### EXCERPTED DATA
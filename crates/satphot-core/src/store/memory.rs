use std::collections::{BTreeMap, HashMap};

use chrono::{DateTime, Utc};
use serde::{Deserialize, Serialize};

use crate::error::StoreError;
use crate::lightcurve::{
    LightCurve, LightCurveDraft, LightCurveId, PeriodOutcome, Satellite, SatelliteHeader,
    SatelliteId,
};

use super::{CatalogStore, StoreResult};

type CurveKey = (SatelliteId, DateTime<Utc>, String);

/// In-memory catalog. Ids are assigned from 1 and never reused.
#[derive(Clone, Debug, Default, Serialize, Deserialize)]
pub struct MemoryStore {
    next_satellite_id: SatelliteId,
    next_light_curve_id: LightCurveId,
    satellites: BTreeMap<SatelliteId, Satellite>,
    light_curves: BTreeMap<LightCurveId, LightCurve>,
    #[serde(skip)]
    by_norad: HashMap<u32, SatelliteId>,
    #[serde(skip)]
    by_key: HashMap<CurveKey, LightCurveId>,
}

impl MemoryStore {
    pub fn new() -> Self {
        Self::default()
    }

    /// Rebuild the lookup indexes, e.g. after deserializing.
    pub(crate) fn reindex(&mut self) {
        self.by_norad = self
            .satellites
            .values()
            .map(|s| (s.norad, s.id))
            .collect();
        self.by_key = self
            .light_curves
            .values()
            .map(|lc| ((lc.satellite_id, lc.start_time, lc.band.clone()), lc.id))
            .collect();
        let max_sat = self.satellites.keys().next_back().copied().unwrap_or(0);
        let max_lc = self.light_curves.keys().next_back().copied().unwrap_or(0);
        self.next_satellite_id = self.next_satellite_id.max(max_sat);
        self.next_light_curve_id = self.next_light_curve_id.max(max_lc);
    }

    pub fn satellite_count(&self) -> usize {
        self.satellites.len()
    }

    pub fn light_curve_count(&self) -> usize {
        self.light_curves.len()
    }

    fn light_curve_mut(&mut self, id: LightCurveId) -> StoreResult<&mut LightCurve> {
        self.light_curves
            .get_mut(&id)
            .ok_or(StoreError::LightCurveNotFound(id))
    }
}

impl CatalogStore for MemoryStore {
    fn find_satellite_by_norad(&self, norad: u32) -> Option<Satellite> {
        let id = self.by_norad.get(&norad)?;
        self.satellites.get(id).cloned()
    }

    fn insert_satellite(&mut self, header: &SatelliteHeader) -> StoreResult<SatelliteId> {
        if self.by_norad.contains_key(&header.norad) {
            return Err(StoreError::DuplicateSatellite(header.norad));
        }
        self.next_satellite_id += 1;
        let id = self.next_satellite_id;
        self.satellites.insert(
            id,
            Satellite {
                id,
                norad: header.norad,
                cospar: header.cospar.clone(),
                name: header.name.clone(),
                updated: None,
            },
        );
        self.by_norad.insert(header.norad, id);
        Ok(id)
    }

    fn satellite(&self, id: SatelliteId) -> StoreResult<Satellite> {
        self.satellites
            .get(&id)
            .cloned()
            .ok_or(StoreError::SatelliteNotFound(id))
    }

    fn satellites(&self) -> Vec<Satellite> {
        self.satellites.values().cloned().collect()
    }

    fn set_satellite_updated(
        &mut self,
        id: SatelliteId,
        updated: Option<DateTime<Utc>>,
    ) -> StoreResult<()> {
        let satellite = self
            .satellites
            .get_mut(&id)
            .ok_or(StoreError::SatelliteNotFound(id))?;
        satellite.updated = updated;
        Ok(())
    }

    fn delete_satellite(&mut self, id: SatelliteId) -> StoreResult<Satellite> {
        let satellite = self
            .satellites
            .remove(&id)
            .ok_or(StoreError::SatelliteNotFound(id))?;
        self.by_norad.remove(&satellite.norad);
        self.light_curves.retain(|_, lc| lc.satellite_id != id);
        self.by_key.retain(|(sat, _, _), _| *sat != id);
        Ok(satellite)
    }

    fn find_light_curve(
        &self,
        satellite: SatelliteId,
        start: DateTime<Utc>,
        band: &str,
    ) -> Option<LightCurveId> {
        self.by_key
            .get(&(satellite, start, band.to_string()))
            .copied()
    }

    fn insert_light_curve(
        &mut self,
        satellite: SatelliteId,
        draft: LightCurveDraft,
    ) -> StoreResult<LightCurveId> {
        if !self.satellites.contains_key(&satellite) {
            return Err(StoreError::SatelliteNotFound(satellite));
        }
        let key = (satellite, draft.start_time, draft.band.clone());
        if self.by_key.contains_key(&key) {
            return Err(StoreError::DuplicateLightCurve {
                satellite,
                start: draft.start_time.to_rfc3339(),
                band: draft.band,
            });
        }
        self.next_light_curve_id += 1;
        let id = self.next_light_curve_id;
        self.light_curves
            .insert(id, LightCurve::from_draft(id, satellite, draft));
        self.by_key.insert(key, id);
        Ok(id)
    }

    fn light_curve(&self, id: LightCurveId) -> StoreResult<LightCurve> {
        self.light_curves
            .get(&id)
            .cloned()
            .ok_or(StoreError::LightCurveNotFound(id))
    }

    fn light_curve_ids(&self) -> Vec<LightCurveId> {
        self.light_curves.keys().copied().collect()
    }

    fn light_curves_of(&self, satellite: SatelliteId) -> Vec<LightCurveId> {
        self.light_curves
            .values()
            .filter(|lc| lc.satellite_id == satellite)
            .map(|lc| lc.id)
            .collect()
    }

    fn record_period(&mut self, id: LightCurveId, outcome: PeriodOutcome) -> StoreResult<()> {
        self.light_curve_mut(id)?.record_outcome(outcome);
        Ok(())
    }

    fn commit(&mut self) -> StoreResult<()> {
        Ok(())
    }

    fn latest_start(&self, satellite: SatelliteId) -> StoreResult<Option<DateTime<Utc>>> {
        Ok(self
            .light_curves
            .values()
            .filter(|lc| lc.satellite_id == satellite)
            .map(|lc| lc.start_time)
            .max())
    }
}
* * *
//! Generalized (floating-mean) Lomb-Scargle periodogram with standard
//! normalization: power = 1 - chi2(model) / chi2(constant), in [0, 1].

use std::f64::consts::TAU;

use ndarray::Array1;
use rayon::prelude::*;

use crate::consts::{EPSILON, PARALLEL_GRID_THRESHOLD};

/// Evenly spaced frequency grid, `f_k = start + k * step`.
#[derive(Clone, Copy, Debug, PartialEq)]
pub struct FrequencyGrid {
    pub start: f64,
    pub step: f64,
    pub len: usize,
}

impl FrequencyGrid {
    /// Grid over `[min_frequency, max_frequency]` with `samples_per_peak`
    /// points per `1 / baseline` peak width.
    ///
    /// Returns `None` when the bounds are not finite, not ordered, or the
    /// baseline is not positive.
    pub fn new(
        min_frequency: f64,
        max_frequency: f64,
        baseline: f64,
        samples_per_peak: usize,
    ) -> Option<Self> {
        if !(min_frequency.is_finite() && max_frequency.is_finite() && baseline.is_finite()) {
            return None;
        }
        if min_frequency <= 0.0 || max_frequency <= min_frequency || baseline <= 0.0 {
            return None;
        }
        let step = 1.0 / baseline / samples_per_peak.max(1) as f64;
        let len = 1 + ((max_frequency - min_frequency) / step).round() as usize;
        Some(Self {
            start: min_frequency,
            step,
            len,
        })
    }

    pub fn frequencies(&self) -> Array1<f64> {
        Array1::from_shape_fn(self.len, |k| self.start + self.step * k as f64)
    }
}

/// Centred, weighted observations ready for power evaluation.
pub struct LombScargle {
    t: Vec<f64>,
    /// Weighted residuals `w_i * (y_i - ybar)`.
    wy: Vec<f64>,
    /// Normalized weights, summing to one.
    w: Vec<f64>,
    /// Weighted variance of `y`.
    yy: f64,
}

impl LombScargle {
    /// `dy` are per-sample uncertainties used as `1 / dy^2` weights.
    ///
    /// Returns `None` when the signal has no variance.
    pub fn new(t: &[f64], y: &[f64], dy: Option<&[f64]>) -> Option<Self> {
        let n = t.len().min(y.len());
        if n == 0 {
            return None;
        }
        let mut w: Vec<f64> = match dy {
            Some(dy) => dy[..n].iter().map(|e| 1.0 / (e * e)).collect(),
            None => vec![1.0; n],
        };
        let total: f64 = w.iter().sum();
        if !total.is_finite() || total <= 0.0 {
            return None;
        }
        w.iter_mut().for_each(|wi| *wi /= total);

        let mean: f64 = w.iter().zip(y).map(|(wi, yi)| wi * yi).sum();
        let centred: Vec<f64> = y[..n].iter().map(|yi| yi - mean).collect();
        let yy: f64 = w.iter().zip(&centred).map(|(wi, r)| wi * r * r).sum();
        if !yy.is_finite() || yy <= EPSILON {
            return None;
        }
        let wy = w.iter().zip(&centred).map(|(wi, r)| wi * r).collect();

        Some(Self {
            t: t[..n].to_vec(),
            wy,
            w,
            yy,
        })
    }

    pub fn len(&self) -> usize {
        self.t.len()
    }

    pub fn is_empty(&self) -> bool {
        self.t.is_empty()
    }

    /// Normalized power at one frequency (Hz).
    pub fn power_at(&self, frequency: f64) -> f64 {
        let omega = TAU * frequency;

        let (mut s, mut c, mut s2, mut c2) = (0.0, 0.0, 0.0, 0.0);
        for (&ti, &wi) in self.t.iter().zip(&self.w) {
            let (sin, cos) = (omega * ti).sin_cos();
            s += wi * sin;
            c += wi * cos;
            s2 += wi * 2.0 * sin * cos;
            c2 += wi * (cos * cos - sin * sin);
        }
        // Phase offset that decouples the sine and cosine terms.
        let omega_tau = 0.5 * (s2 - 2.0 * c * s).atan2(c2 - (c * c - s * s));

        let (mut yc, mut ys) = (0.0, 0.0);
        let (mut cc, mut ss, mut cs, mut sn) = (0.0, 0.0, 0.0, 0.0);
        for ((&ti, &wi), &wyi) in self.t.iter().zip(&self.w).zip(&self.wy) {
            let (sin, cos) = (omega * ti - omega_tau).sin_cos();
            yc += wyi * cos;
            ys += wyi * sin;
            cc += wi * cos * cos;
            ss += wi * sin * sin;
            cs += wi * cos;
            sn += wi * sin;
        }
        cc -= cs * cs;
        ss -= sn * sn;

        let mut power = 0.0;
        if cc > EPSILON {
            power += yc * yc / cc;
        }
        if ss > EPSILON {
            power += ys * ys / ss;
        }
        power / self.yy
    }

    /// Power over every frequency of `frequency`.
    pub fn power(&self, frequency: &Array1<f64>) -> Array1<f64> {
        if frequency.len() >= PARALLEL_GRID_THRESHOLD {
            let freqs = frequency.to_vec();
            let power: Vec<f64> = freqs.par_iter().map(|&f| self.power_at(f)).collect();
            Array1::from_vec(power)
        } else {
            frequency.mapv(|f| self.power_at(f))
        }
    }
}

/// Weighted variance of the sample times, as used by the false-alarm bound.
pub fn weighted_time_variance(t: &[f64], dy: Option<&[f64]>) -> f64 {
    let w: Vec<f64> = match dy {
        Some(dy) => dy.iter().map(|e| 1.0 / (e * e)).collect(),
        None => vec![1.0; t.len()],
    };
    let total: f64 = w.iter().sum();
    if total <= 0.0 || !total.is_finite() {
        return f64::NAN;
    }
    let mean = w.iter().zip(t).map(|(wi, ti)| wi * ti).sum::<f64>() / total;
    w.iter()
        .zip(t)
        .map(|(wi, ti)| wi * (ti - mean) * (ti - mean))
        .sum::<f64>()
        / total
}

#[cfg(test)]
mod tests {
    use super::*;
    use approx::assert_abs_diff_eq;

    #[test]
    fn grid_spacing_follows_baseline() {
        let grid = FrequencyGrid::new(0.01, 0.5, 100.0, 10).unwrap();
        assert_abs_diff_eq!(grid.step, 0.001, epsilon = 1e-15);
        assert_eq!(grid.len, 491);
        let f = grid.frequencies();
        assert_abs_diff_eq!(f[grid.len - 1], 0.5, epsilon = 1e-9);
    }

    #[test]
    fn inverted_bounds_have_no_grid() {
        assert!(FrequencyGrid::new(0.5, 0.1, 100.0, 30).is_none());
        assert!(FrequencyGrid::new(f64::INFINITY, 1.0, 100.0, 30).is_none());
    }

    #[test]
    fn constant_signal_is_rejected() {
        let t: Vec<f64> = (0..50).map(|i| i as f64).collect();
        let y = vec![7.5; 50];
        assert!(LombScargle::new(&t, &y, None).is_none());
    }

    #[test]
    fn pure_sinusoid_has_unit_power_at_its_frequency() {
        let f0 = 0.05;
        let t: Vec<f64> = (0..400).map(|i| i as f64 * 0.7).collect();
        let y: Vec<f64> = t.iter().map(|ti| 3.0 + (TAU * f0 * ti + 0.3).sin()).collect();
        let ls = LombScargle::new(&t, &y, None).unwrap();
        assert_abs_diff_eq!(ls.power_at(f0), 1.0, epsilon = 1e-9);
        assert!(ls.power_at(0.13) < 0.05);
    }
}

### EXERCISE DIRECTIONS
Wherever the word "SatelliteHeader" appears in a line of the data above, copy that line.

### EXERCISE SOLUTION
    LightCurve, LightCurveDraft, LightCurveId, PeriodOutcome, Satellite, SatelliteHeader,
    fn insert_satellite(&mut self, header: &SatelliteHeader) -> StoreResult<SatelliteId> {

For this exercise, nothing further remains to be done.